↓

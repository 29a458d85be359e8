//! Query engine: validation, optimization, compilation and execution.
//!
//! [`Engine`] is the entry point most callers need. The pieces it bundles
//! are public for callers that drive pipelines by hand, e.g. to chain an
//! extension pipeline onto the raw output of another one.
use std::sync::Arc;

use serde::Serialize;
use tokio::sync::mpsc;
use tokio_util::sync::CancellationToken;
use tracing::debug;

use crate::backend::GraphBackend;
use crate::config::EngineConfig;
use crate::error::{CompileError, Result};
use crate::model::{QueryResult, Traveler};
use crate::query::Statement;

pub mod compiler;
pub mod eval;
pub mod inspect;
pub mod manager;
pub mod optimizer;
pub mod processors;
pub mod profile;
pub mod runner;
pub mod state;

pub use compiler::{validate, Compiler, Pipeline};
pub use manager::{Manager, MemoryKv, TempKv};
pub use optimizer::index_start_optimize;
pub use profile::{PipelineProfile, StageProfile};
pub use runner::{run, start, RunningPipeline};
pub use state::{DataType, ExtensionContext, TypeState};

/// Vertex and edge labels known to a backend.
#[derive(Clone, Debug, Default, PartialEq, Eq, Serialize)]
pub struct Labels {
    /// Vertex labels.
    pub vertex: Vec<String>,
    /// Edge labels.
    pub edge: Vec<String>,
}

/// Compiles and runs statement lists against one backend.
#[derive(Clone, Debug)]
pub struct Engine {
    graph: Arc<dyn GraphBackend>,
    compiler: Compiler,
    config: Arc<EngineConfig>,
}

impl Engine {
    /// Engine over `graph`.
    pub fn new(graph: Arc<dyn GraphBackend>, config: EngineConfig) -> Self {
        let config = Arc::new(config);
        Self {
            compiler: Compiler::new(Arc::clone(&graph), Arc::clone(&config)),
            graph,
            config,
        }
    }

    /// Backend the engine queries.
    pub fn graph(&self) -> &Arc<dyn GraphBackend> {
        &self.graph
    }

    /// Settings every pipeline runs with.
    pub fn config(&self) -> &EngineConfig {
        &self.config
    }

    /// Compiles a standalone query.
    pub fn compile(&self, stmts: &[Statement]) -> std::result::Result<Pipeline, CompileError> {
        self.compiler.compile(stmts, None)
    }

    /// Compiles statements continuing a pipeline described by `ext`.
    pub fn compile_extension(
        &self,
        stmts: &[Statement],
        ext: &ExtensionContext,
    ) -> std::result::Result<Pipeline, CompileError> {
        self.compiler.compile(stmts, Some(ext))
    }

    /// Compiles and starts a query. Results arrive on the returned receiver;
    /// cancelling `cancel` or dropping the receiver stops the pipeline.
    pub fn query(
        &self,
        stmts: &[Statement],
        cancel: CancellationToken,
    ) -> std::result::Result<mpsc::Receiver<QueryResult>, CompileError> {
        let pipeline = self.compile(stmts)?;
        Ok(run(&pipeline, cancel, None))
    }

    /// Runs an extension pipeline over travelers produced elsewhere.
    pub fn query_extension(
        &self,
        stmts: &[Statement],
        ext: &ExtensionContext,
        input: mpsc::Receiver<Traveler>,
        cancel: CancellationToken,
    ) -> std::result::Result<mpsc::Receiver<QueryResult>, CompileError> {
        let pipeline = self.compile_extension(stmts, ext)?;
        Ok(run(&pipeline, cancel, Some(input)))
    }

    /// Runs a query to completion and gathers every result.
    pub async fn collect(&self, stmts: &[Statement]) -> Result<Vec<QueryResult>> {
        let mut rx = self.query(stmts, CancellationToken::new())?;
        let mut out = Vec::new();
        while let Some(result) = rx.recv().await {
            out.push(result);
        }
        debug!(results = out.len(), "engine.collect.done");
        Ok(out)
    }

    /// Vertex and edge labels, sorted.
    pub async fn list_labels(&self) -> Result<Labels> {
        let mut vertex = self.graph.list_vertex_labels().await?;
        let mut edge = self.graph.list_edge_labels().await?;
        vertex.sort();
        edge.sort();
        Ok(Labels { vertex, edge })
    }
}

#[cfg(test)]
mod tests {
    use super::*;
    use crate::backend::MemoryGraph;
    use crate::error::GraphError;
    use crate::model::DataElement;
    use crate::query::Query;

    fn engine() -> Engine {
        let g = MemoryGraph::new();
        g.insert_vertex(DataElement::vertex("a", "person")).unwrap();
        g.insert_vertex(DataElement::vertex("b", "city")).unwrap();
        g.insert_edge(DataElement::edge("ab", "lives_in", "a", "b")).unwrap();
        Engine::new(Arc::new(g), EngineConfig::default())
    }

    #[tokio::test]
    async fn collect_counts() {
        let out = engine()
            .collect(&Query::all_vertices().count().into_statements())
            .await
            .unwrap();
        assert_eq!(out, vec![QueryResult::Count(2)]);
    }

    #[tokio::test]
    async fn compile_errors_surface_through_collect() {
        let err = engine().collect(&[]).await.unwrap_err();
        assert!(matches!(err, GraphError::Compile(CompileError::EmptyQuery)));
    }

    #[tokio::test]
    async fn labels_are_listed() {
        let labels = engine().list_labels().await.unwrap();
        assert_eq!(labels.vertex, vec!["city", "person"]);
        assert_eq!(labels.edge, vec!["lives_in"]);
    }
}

↑

Look back at the entries above. Retype the line with "use crate::error::GraphError;", the line with "let out = engine()", and all lines in between.

    use crate::error::GraphError;
    use crate::model::DataElement;
    use crate::query::Query;

    fn engine() -> Engine {
        let g = MemoryGraph::new();
        g.insert_vertex(DataElement::vertex("a", "person")).unwrap();
        g.insert_vertex(DataElement::vertex("b", "city")).unwrap();
        g.insert_edge(DataElement::edge("ab", "lives_in", "a", "b")).unwrap();
        Engine::new(Arc::new(g), EngineConfig::default())
    }

    #[tokio::test]
    async fn collect_counts() {
        let out = engine()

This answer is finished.